▶ What the task requires
The word "UserRepositoryTrait" marks the lines you need; copy each of them from the data.

▶ Supplied records
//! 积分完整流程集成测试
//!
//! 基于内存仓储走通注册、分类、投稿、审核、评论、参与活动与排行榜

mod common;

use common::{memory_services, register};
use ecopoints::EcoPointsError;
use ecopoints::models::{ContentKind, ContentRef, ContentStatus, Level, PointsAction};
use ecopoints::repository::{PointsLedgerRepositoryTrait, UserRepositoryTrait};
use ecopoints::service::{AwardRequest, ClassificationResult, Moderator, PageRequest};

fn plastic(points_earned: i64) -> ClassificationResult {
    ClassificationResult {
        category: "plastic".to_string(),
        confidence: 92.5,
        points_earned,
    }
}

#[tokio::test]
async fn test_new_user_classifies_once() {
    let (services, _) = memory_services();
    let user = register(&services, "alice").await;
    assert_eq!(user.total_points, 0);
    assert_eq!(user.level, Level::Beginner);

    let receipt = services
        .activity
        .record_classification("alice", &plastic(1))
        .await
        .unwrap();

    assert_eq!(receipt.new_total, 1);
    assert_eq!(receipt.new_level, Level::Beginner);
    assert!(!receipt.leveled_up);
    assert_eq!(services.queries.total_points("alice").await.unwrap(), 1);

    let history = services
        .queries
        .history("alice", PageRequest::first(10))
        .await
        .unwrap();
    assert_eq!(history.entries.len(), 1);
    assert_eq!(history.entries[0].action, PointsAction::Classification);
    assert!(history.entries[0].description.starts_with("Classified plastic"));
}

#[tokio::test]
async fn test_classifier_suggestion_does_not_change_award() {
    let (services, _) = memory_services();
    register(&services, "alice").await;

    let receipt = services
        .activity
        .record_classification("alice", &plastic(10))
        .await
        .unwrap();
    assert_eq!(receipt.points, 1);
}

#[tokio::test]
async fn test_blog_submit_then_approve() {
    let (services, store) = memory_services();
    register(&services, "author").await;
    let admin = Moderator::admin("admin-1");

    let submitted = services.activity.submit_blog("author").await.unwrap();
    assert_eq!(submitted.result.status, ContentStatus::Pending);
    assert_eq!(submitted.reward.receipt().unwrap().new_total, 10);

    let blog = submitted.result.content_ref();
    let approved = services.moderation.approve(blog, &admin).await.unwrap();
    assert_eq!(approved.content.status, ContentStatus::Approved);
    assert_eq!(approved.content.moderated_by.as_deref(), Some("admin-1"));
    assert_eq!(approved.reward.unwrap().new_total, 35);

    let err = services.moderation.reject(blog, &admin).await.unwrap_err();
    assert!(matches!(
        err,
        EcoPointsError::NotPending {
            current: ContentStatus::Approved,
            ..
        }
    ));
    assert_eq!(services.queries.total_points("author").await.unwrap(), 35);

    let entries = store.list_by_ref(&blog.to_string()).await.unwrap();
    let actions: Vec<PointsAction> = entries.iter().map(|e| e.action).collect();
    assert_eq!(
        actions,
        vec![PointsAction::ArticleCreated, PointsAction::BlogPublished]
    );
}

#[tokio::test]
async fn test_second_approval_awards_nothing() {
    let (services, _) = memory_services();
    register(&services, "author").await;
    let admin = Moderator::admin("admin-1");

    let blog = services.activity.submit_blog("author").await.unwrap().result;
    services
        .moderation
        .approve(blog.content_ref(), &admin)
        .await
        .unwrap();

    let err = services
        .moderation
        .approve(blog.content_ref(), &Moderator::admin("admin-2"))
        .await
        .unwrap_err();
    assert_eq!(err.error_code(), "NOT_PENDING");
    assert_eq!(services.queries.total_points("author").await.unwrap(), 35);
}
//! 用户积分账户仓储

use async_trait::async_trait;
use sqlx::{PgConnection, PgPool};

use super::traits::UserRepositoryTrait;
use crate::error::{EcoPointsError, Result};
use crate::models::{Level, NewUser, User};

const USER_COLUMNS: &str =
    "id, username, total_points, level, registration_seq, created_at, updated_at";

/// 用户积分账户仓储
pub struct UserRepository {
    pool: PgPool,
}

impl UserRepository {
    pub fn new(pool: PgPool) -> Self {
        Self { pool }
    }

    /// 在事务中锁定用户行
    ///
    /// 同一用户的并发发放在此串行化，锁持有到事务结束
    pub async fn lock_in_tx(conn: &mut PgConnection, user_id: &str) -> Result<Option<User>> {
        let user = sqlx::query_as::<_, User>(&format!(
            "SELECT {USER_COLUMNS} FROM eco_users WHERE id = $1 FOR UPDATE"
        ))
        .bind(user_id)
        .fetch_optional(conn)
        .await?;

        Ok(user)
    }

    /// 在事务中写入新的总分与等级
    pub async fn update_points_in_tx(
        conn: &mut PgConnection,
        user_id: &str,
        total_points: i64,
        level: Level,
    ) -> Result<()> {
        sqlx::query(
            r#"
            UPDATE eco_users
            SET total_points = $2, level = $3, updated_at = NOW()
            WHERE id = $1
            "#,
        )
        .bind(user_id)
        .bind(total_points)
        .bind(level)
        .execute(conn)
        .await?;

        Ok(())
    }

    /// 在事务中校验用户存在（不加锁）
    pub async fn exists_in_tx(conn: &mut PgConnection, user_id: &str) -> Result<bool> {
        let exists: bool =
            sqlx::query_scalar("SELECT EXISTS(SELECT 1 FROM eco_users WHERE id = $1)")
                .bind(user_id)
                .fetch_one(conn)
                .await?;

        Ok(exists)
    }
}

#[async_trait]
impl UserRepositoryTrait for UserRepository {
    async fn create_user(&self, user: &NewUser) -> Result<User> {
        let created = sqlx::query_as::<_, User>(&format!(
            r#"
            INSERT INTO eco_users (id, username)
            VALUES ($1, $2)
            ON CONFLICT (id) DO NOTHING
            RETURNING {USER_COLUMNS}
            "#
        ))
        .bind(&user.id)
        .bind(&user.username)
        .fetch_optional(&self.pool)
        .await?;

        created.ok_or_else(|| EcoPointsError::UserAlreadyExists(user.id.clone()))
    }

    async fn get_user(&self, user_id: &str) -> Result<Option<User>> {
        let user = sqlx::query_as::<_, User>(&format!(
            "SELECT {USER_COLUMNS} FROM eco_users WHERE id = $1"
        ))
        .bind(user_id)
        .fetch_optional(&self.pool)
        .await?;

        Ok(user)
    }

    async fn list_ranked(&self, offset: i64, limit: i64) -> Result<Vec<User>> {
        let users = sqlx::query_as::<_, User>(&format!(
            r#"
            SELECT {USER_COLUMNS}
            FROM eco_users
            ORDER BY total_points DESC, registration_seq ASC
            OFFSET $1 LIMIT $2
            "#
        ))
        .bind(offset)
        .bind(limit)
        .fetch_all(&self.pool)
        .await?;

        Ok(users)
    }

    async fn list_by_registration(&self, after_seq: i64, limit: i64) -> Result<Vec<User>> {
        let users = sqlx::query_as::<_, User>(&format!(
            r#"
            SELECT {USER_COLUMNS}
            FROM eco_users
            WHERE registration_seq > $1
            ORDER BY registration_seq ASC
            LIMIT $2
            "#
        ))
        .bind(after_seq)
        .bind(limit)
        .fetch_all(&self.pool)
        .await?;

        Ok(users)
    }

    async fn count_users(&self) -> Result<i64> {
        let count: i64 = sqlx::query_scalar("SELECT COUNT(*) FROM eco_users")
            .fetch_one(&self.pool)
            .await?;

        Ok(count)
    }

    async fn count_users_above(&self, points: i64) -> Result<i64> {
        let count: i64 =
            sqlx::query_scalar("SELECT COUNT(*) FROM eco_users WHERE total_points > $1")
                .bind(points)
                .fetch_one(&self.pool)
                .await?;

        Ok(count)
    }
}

▶ Written solution
use ecopoints::repository::{PointsLedgerRepositoryTrait, UserRepositoryTrait};
use super::traits::UserRepositoryTrait;
impl UserRepositoryTrait for UserRepository {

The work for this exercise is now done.